Aug. 20-28, 2003: China stages “Week of China” in St. Petersburg, a 300-member delegation offers Chinese folk music shows, acrobatic performance, model shows, photo exhibitions, and other cultural activities.

Aug. 21, 2003: FM Igor Ivanov talks by telephone with FM Li Zhaoxing on the Korean issue.

Aug. 25, 2003: Russian Energy Minister Igor Yusufov informs China that it will postpone the session of the subcommittee for energy cooperation of the intergovernmental commission scheduled to be held in Moscow Aug. 27-29.  In mid-June, Prime Minister Kasyanov announces the decision regarding the Russian-China oil line would be made in September.

Aug. 27, 2003: Russian-China bilateral working commission on transportation meets in Shanghai. The sides deal with issues regarding automobile, ocean, river, rail, and air transport, including unifying the port charges for Russian and Chinese vessels in Amur River ports, opening a new transport corridor from China to Russia, and increasing licenses for Russian international auto carrier.

Aug. 28, 2003: The Russian-Chinese sub-commission on trade and economic cooperation meets Beijing. Russian Deputy Economic Development and Trade Minister Vladimir Karastin and China’s Deputy Commerce Minister Liu Fuyuan chair the session.

Aug. 29, 2003: China and Russia hold fourth meeting of the astronavigation sub-committee with the Joint Commission for the Regular Meetings of Heads of Government of China and Russia in Beijing; chaired by Luan Enjie, director general of the China National Space Administration, and Yuri N. Koptev, director general of the Russia National Aviation and Space Agency.

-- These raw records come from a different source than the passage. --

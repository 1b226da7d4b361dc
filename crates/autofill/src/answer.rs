//! Field answer predicate.
//!
//! Decides whether one question counts as answered under a given value map.
//! The result depends only on its inputs; the reveal boundary, the queue
//! validator and the highlight overlay all call into here.

use crate::schema::{CheckboxSpec, Question, SelectSpec};
use crate::values::{checkbox_key, FieldValueMap};

/// Is `question` answered under `values`?
///
/// `placeholder` is the select sentinel that does not count as a choice.
pub fn is_answered(question: &Question, values: &FieldValueMap, placeholder: &str) -> bool {
    if question.is_informational() {
        return true;
    }
    match (&question.radio, &question.checkbox, &question.select) {
        (Some(radio), None, None) => values.is_filled(&radio.name),
        (None, Some(checkbox), Some(select)) => {
            any_checked(checkbox, values) || all_selected(select, values, placeholder)
        }
        (None, Some(checkbox), None) => any_checked(checkbox, values),
        (None, None, Some(select)) => all_selected(select, values, placeholder),
        // Mixed groups: any constituent answer is enough.
        (radio, checkbox, select) => {
            radio.as_ref().is_some_and(|r| values.is_filled(&r.name))
                || checkbox.as_ref().is_some_and(|c| any_checked(c, values))
                || select.as_ref().is_some_and(|s| {
                    s.selects
                        .iter()
                        .any(|m| values.is_meaningful(&m.name, placeholder))
                })
        }
    }
}

/// Index of the first unanswered question, or `questions.len()` when all are
/// answered.
pub fn first_unanswered(questions: &[Question], values: &FieldValueMap, placeholder: &str) -> usize {
    questions
        .iter()
        .position(|q| !is_answered(q, values, placeholder))
        .unwrap_or(questions.len())
}

fn any_checked(checkbox: &CheckboxSpec, values: &FieldValueMap) -> bool {
    (0..checkbox.options.len()).any(|i| values.flag(&checkbox_key(&checkbox.name, i)))
        || values.is_filled(&checkbox.name)
}

fn all_selected(select: &SelectSpec, values: &FieldValueMap, placeholder: &str) -> bool {
    select
        .selects
        .iter()
        .all(|m| values.is_meaningful(&m.name, placeholder))
}

#[cfg(test)]
mod tests {
    use super::*;

    const PH: &str = "please select";

    fn combo() -> Question {
        Question::new("combo")
            .checkbox("checkboxName", &["A", "B"])
            .select("x", &["1", "2"])
    }

    #[test]
    fn radio_needs_non_empty_string() {
        let q = Question::new("r").radio("radioA", &["yes", "no"]);
        let mut v = FieldValueMap::new();
        assert!(!is_answered(&q, &v, PH));
        v.set("radioA", "");
        assert!(!is_answered(&q, &v, PH));
        v.set("radioA", "yes");
        assert!(is_answered(&q, &v, PH));
    }

    #[test]
    fn combo_answered_via_checkbox_alone() {
        let mut v = FieldValueMap::new();
        v.set("checkboxName-0", true);
        assert!(is_answered(&combo(), &v, PH));
    }

    #[test]
    fn combo_answered_via_all_selects() {
        let mut v = FieldValueMap::new();
        v.set("checkboxName-0", false);
        assert!(!is_answered(&combo(), &v, PH));
        v.set("x", "2");
        assert!(is_answered(&combo(), &v, PH));
    }

    #[test]
    fn select_only_rejects_placeholder() {
        let q = Question::new("date")
            .select("x", &["1", "2"])
            .select("y", &["1", "2"]);
        let mut v = FieldValueMap::new();
        v.set("x", PH);
        v.set("y", "1");
        assert!(!is_answered(&q, &v, PH));
        v.set("x", "1");
        assert!(is_answered(&q, &v, PH));
    }

    #[test]
    fn checkbox_only_accepts_label_list() {
        let q = Question::new("c").checkbox("extras", &["A", "B"]);
        let mut v = FieldValueMap::new();
        assert!(!is_answered(&q, &v, PH));
        v.toggle_checkbox_label("extras", "B", true);
        assert!(is_answered(&q, &v, PH));
        v.toggle_checkbox_label("extras", "B", false);
        assert!(!is_answered(&q, &v, PH));
    }

    #[test]
    fn mixed_radio_and_select_is_disjunctive() {
        let q = Question::new("m")
            .radio("r", &["a"])
            .select("s1", &["1"])
            .select("s2", &["1"]);
        let mut v = FieldValueMap::new();
        assert!(!is_answered(&q, &v, PH));
        v.set("s2", "1");
        assert!(is_answered(&q, &v, PH));
        let mut w = FieldValueMap::new();
        w.set("r", "a");
        assert!(is_answered(&q, &w, PH));
    }

    #[test]
    fn informational_question_counts_as_answered() {
        assert!(is_answered(&Question::new("notice"), &FieldValueMap::new(), PH));
    }

    #[test]
    fn first_unanswered_falls_back_to_len() {
        let qs = vec![
            Question::new("a").radio("a", &["1"]),
            Question::new("b").radio("b", &["1"]),
        ];
        let mut v = FieldValueMap::new();
        assert_eq!(first_unanswered(&qs, &v, PH), 0);
        v.set("a", "1");
        assert_eq!(first_unanswered(&qs, &v, PH), 1);
        v.set("b", "1");
        assert_eq!(first_unanswered(&qs, &v, PH), 2);
    }
}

Sept. 1-4, 2003: The Russian Interior Ministry hosts a delegation of China’s armed police, led by Lt. Gen. Chen Chuankuo, for a four-day visit.

Sept. 4, 2003: SCO foreign ministers meeting held in Tashkent, Uzbekistan.

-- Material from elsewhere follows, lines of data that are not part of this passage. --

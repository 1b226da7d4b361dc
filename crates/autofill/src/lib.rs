//! Progressive-disclosure and autofill-reconciliation engine for multi-step
//! data-entry wizards.
//!
//! Modules, leaves first:
//! - `values`, `schema`: field values and the question model
//! - `answer`: the "is this question answered" predicate
//! - `visibility`: reveal boundary and focus pulses
//! - `rules`: conditional show/hide rules
//! - `queue`: plays extracted values into the form one question at a time
//! - `reconcile`: re-queues autofilled values that were blanked afterwards
//! - `highlight`: marks what still needs manual input
//! - `engine`: composes all of the above for one mounted step
//! - `sim`, `runtime`: drivers (virtual clock / tokio)
//! - `store`, `source`, `wizard`: persistence, inputs and the multi-step shell

pub mod answer;
pub mod config;
pub mod effects;
pub mod engine;
pub mod error;
pub mod highlight;
pub mod prefill;
pub mod queue;
pub mod reconcile;
pub mod rules;
pub mod runtime;
pub mod schema;
pub mod sim;
pub mod source;
pub mod store;
pub mod values;
pub mod visibility;
pub mod wizard;

pub mod prelude {
    pub use crate::config::EngineConfig;
    pub use crate::effects::{BatchSignal, Effect, Pulse, PulseStyle, Timer, TimerKind};
    pub use crate::engine::{Presentation, StepEngine};
    pub use crate::error::{AutofillError, SourceError, StoreError, WizardError};
    pub use crate::prefill::{flatten, Prefill, PrefillRecord};
    pub use crate::queue::QueueEntry;
    pub use crate::rules::{ConditionalRule, RuleTable, ValueMatch};
    pub use crate::schema::{Question, Schema};
    pub use crate::sim::Simulation;
    pub use crate::source::{BulkSource, JsonFileSource, SchemaSource, StepDefinition};
    pub use crate::store::{JsonFileStore, MemoryStore, StepStore};
    pub use crate::values::{FieldValue, FieldValueMap};
    pub use crate::visibility::FillMode;
    pub use crate::wizard::{AdvancePolicy, Navigation, Wizard};
}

Sept. 10, 2003: The fifth session of the Russian-Chinese Committee for Friendship, Peace and Development meets in Beijing and is co-chaired by Li Guixian, vice chairman of the National Committee of the Chinese People’s Political Consultative Conference (CPPCC), and Russian President’s Representative to the Siberian federal district Leonid Drachevsky.

Sept. 11, 2003: A high-level Chinese government delegation, led by Ma Kai, director of the National Development and Reform Commission, visits Russia to lobby for construction of the Angarsk-Daqing oil pipeline.

Sept. 16, 2003: Russian and Chinese Public Health Ministries sign a cooperation program in Beijing after the fourth Session of the China-Russia Cooperation Committee on Education, Culture, Health, and Sports co-chaired by the Russian Vice-Premier Galina Karelova and Chinese State Councilor Chen Zhili. Four agreements are signed including one regarding sharing virus samples to study infectious diseases such as SARS.

Sept. 22-23, 2003: Chinese Vice Premier Wu Yi and Russian Deputy PM Viktor Borisovich Khristenko hold seventh meeting of the Committee for the Regular Meeting of the Prime Ministers of China and Russia. They agree that Russia would export 4.5 million to 5.5 million tons of oil to China from 2004 to 2006.

Sept. 23, 2003: Russia Foreign Ministry decides not to issue an entry visa for the Dalai Lama for reasons of “national interests” and “international commitments,” such as the Russia-China Treaty of Good-Neighborliness, Friendship, and Cooperation. The Dalai Lama visited Russia several times between 1982 and 1992 but was denied an entry visa in 2001 and 2002.

Sept. 23, 2003: SCO prime ministers meet in Beijing, where they sign six documents regarding economic cooperation, SCO budget for the year 2004, an agreement on the operation of the antiterrorism institution, and a joint communiqué.

Sept. 24-5, 2003: PM Kasyanov visits Beijing to attend the eighth regular meeting of heads of government of the two countries.

Sept. 25, 2003: China’s Defense Minister Cao meets in Beijing with Mikhail Dmitriyev, Russia’s Deputy Defense Minister and head of the Russian Committee for Military and Technological Cooperation with Foreign Countries and PM Kasyanov.

Sept. 25, 2003: President Putin said in Columbia University speech that he would find “a mutually acceptable solution” to organize Dalai Lama’s visit to Kalmykia (Russian constituent republic with a mainly Buddhist population).